Task prompt -> Nothing should be left out. Transcribe the entries exactly as written.

# # # # # # #

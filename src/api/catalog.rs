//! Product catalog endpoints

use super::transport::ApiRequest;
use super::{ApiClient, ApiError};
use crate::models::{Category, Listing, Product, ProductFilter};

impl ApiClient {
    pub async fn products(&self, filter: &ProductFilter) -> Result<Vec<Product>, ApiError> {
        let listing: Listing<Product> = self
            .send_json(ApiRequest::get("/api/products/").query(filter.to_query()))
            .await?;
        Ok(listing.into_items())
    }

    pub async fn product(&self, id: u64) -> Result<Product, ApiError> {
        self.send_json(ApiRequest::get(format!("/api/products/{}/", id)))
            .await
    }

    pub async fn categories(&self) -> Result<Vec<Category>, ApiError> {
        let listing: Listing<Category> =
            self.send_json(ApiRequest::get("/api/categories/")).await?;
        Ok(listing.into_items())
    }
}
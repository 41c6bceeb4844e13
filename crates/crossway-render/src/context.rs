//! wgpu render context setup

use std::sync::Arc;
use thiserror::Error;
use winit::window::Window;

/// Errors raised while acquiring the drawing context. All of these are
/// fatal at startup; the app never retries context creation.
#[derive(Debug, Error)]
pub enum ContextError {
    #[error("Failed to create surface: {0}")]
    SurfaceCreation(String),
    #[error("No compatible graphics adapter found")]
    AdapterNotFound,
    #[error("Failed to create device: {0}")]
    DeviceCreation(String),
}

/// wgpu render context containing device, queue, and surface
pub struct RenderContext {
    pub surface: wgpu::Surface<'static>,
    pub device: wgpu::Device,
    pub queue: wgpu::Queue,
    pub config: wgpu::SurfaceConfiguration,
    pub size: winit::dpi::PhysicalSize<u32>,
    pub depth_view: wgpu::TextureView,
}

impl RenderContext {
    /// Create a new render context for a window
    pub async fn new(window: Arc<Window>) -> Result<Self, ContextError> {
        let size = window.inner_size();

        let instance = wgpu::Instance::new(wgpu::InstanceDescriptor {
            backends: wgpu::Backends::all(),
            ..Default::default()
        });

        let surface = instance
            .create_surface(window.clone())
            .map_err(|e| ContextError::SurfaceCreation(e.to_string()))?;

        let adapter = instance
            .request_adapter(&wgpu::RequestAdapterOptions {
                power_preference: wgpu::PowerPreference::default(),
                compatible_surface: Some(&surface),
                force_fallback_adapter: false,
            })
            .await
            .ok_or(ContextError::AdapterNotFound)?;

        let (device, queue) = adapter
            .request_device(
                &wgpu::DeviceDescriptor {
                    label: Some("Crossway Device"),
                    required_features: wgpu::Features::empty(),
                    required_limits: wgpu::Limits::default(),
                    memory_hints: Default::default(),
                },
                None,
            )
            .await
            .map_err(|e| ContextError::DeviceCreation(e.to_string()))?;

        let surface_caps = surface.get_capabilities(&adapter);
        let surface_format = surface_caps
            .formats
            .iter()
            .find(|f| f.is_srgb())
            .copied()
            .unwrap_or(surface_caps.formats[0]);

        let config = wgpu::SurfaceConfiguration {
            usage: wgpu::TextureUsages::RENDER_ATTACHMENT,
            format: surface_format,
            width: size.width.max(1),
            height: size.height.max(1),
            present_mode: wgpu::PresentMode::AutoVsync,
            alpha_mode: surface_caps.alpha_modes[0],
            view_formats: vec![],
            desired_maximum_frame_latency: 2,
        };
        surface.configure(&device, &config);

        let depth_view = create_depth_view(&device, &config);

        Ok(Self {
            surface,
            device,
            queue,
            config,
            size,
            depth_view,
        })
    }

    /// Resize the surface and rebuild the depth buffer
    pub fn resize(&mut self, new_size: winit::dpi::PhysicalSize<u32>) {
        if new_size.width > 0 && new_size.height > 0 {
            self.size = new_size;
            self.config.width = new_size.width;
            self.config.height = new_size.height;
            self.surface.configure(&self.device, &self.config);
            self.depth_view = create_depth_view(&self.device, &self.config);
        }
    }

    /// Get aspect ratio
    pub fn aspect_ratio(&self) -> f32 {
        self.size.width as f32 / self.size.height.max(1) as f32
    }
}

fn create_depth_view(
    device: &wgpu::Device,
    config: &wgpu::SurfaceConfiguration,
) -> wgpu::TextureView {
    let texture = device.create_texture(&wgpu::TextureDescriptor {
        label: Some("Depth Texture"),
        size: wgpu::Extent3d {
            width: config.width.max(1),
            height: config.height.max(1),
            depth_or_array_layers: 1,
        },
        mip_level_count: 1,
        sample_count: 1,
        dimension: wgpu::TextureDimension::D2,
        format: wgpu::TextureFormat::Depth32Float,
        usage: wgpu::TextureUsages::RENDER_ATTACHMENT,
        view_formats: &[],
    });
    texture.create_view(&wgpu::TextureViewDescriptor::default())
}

# # # # # # #

Response area ->
filename src/api/catalog.rs
//! Product catalog endpoints

use super::transport::ApiRequest;
use super::{ApiClient, ApiError};
use crate::models::{Category, Listing, Product, ProductFilter};

impl ApiClient {
    pub async fn products(&self, filter: &ProductFilter) -> Result<Vec<Product>, ApiError> {
        let listing: Listing<Product> = self
            .send_json(ApiRequest::get("/api/products/").query(filter.to_query()))
            .await?;
        Ok(listing.into_items())
    }

    pub async fn product(&self, id: u64) -> Result<Product, ApiError> {
        self.send_json(ApiRequest::get(format!("/api/products/{}/", id)))
            .await
    }

    pub async fn categories(&self) -> Result<Vec<Category>, ApiError> {
        let listing: Listing<Category> =
            self.send_json(ApiRequest::get("/api/categories/")).await?;
        Ok(listing.into_items())
    }
}
repository 41c6bceeb4844e13
filename crates/crossway-render/src/context.rs
//! wgpu render context setup

use std::sync::Arc;
use thiserror::Error;
use winit::window::Window;

/// Errors raised while acquiring the drawing context. All of these are
/// fatal at startup; the app never retries context creation.
#[derive(Debug, Error)]
pub enum ContextError {
    #[error("Failed to create surface: {0}")]
    SurfaceCreation(String),
    #[error("No compatible graphics adapter found")]
    AdapterNotFound,
    #[error("Failed to create device: {0}")]
    DeviceCreation(String),
}

/// wgpu render context containing device, queue, and surface
pub struct RenderContext {
    pub surface: wgpu::Surface<'static>,
    pub device: wgpu::Device,
    pub queue: wgpu::Queue,
    pub config: wgpu::SurfaceConfiguration,
    pub size: winit::dpi::PhysicalSize<u32>,
    pub depth_view: wgpu::TextureView,
}

impl RenderContext {
    /// Create a new render context for a window
    pub async fn new(window: Arc<Window>) -> Result<Self, ContextError> {
        let size = window.inner_size();

        let instance = wgpu::Instance::new(wgpu::InstanceDescriptor {
            backends: wgpu::Backends::all(),
            ..Default::default()
        });

        let surface = instance
            .create_surface(window.clone())
            .map_err(|e| ContextError::SurfaceCreation(e.to_string()))?;

        let adapter = instance
            .request_adapter(&wgpu::RequestAdapterOptions {
                power_preference: wgpu::PowerPreference::default(),
                compatible_surface: Some(&surface),
                force_fallback_adapter: false,
            })
            .await
            .ok_or(ContextError::AdapterNotFound)?;

        let (device, queue) = adapter
            .request_device(
                &wgpu::DeviceDescriptor {
                    label: Some("Crossway Device"),
                    required_features: wgpu::Features::empty(),
                    required_limits: wgpu::Limits::default(),
                    memory_hints: Default::default(),
                },
                None,
            )
            .await
            .map_err(|e| ContextError::DeviceCreation(e.to_string()))?;

        let surface_caps = surface.get_capabilities(&adapter);
        let surface_format = surface_caps
            .formats
            .iter()
            .find(|f| f.is_srgb())
            .copied()
            .unwrap_or(surface_caps.formats[0]);

        let config = wgpu::SurfaceConfiguration {
            usage: wgpu::TextureUsages::RENDER_ATTACHMENT,
            format: surface_format,
            width: size.width.max(1),
            height: size.height.max(1),
            present_mode: wgpu::PresentMode::AutoVsync,
            alpha_mode: surface_caps.alpha_modes[0],
            view_formats: vec![],
            desired_maximum_frame_latency: 2,
        };
        surface.configure(&device, &config);

        let depth_view = create_depth_view(&device, &config);

        Ok(Self {
            surface,
            device,
            queue,
            config,
            size,
            depth_view,
        })
    }

    /// Resize the surface and rebuild the depth buffer
    pub fn resize(&mut self, new_size: winit::dpi::PhysicalSize<u32>) {
        if new_size.width > 0 && new_size.height > 0 {
            self.size = new_size;
            self.config.width = new_size.width;
            self.config.height = new_size.height;
            self.surface.configure(&self.device, &self.config);
            self.depth_view = create_depth_view(&self.device, &self.config);
        }
    }

    /// Get aspect ratio
    pub fn aspect_ratio(&self) -> f32 {
        self.size.width as f32 / self.size.height.max(1) as f32
    }
}

fn create_depth_view(
    device: &wgpu::Device,
    config: &wgpu::SurfaceConfiguration,
) -> wgpu::TextureView {
    let texture = device.create_texture(&wgpu::TextureDescriptor {
        label: Some("Depth Texture"),
        size: wgpu::Extent3d {
            width: config.width.max(1),
            height: config.height.max(1),
            depth_or_array_layers: 1,
        },
        mip_level_count: 1,
        sample_count: 1,
        dimension: wgpu::TextureDimension::D2,
        format: wgpu::TextureFormat::Depth32Float,
        usage: wgpu::TextureUsages::RENDER_ATTACHMENT,
        view_formats: &[],
    });
    texture.create_view(&wgpu::TextureViewDescriptor::default())
}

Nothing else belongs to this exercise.